Collected data:
━━━━

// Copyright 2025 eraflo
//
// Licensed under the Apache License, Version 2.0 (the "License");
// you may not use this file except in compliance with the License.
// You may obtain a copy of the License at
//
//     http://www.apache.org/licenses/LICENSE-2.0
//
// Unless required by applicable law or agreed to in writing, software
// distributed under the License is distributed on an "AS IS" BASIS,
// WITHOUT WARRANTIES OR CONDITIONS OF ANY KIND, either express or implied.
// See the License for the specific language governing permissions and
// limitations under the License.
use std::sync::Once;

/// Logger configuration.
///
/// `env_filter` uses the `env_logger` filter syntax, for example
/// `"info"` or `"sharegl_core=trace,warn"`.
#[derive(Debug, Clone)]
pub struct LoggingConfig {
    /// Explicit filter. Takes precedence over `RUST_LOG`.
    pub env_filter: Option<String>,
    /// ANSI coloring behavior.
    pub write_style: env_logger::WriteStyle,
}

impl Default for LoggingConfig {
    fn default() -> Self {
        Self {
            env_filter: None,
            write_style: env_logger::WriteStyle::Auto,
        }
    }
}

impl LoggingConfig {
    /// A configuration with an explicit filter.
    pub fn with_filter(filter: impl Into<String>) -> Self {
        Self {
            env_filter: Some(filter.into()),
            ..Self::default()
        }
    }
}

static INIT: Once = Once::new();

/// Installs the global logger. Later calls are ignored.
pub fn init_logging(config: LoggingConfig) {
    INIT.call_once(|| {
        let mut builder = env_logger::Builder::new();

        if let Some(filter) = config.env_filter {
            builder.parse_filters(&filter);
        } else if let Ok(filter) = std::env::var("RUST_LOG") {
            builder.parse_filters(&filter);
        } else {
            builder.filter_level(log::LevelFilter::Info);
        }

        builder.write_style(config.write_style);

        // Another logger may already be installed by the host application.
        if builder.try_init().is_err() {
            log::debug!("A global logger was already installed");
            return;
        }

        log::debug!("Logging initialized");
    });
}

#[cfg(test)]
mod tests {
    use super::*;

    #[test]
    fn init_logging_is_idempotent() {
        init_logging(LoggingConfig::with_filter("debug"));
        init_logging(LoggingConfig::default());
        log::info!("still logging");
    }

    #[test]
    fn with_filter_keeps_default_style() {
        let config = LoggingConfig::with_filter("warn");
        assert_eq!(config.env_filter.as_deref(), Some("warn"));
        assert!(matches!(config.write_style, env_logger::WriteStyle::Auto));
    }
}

━━━━

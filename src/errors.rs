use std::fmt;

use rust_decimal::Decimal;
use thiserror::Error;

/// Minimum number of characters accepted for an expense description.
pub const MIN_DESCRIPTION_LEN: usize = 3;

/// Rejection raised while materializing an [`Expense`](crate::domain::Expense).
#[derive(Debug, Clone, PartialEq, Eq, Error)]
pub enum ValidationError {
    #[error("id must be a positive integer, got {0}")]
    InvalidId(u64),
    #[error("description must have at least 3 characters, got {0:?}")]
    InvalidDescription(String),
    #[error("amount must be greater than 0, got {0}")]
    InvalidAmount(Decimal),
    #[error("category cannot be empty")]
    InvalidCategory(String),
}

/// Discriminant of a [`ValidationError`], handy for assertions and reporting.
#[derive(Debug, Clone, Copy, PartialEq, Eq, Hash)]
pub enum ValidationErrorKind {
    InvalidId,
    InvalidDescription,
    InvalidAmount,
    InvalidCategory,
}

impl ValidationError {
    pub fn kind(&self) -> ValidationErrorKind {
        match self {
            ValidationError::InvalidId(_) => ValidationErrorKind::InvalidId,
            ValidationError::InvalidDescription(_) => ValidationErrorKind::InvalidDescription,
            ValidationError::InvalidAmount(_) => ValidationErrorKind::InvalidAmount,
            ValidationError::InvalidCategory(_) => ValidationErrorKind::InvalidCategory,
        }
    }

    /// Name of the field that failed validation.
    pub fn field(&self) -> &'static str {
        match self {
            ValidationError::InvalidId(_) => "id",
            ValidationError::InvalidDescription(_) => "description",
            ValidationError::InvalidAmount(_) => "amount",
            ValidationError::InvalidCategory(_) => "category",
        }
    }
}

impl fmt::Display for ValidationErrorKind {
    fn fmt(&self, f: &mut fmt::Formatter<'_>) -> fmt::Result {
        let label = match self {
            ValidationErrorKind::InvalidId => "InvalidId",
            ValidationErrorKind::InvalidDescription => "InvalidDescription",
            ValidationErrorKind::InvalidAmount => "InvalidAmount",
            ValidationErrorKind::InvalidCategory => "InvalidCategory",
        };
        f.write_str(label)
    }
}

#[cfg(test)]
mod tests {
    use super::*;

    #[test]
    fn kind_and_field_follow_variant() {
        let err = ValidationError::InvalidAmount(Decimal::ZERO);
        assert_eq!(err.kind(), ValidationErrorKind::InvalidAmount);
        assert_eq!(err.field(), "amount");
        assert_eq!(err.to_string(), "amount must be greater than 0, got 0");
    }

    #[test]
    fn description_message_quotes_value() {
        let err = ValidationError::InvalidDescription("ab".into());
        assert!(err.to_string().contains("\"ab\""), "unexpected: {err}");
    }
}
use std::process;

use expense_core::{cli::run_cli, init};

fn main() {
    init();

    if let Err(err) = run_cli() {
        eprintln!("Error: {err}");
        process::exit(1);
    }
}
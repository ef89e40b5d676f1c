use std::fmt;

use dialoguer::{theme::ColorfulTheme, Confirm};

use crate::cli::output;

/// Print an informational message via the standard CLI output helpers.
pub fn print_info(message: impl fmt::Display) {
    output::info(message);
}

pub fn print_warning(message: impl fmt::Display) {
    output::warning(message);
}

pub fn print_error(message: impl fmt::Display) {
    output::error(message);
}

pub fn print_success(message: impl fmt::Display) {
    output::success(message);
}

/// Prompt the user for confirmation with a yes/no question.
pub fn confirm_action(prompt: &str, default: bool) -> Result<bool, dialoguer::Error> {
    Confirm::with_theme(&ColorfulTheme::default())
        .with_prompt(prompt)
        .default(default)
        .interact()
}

━━━━

TASK GOAL: Track down every line in the entries that includes the string "label", and copy it.

RESULT OF THIS TASK:
        let label = match self {
        f.write_str(label)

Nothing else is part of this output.